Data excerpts
********
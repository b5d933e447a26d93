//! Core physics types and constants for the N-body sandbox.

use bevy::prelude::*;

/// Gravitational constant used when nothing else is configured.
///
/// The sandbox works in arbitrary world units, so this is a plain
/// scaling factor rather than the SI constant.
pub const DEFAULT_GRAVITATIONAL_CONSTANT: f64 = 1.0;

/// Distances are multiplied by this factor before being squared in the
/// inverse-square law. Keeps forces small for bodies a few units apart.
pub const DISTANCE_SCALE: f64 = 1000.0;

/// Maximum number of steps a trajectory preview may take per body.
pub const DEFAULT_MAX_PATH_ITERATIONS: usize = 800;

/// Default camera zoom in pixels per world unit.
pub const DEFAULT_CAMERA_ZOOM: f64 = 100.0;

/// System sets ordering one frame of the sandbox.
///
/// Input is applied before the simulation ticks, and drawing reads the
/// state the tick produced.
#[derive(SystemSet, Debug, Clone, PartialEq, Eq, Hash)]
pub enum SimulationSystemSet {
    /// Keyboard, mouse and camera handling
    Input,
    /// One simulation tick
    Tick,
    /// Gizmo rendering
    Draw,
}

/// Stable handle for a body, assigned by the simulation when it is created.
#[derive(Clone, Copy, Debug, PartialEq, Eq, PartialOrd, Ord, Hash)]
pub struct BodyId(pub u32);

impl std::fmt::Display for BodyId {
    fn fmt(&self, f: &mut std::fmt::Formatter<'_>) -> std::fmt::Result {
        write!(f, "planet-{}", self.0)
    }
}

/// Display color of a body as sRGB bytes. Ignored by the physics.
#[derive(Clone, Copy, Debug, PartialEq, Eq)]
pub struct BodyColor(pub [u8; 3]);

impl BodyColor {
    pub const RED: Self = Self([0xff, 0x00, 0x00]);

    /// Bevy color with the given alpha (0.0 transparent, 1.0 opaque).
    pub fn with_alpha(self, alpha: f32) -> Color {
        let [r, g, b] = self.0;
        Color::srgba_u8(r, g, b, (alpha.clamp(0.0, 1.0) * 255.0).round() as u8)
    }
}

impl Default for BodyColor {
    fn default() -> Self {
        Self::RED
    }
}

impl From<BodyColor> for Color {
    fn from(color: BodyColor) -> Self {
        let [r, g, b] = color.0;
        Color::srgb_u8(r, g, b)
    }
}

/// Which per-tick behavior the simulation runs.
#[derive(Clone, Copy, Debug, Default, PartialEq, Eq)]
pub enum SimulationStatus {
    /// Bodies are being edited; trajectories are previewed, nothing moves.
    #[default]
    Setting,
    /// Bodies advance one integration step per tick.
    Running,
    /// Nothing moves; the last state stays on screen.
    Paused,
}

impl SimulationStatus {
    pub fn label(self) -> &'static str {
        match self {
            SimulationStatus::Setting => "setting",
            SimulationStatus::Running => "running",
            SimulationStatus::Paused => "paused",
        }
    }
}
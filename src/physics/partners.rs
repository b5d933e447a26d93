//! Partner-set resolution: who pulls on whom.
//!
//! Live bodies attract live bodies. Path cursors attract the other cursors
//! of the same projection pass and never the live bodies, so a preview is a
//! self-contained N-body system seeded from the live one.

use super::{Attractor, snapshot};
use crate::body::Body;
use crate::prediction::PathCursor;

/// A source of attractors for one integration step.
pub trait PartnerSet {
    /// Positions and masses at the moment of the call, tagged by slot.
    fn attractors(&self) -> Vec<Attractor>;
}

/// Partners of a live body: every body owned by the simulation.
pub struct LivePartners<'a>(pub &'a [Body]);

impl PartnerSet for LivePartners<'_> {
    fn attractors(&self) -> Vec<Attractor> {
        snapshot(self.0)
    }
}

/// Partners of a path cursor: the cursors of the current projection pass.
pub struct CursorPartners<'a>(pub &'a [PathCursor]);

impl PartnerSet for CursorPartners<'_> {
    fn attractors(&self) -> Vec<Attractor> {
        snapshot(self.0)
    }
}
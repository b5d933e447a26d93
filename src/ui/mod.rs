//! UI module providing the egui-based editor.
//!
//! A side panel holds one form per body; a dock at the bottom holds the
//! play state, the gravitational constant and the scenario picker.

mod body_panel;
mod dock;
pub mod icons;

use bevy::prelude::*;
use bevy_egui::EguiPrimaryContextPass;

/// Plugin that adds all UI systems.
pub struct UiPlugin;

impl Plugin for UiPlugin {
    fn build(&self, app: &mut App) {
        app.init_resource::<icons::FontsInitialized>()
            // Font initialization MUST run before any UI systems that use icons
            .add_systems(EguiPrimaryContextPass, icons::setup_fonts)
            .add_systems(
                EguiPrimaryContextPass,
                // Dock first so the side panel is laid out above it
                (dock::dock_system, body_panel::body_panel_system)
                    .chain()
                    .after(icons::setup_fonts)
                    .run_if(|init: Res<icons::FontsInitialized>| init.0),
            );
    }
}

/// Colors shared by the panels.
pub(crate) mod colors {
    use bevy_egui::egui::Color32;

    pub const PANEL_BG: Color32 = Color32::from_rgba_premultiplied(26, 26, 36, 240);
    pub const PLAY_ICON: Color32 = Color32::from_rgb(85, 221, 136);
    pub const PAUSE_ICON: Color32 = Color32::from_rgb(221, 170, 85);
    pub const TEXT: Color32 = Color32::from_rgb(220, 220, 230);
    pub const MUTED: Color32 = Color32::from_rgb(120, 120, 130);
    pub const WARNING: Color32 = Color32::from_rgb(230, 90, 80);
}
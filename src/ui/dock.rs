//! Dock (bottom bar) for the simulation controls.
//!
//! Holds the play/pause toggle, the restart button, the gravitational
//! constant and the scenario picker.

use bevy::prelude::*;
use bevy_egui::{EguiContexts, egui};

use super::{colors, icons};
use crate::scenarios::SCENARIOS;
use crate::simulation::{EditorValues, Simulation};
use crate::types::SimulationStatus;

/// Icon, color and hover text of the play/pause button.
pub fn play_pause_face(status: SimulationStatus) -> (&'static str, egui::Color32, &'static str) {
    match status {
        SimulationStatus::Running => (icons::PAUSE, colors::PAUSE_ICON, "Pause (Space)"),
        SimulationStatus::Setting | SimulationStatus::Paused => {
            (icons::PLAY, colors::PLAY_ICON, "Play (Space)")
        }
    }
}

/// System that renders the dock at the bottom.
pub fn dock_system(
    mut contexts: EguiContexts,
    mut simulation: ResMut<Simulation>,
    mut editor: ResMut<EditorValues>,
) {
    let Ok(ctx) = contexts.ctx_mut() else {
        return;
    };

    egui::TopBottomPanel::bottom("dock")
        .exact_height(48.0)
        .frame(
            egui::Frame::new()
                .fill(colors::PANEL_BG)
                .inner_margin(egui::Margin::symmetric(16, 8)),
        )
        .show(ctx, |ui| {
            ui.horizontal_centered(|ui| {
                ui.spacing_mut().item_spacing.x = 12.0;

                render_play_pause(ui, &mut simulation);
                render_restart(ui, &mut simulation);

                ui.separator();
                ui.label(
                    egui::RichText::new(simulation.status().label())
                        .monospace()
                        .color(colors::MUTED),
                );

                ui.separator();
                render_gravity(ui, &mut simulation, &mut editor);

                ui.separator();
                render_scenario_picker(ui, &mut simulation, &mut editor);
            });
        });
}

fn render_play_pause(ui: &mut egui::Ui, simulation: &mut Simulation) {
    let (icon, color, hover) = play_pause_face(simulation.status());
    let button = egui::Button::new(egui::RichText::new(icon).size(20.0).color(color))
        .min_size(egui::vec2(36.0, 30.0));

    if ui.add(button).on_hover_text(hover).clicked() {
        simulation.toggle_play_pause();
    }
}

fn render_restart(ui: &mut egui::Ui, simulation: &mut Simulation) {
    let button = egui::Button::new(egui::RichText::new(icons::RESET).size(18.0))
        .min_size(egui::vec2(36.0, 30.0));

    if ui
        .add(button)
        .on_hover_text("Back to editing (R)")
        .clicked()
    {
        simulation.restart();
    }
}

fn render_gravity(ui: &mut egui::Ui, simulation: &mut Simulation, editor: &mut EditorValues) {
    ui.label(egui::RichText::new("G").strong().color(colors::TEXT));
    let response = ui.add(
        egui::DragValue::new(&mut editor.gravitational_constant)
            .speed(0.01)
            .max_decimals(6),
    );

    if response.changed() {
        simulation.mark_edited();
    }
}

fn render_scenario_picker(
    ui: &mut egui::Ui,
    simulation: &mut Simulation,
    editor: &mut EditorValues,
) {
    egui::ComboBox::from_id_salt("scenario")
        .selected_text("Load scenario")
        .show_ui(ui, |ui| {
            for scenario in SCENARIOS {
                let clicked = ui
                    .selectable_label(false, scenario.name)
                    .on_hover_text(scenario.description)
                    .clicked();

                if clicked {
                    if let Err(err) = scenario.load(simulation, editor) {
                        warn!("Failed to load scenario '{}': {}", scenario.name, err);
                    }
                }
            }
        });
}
********
### Exercise instructions
Find the word "sandbox" in the entries above. Copy every line that has it.

### Exercise solution
//! Core physics types and constants for the N-body sandbox.
/// The sandbox works in arbitrary world units, so this is a plain
/// System sets ordering one frame of the sandbox.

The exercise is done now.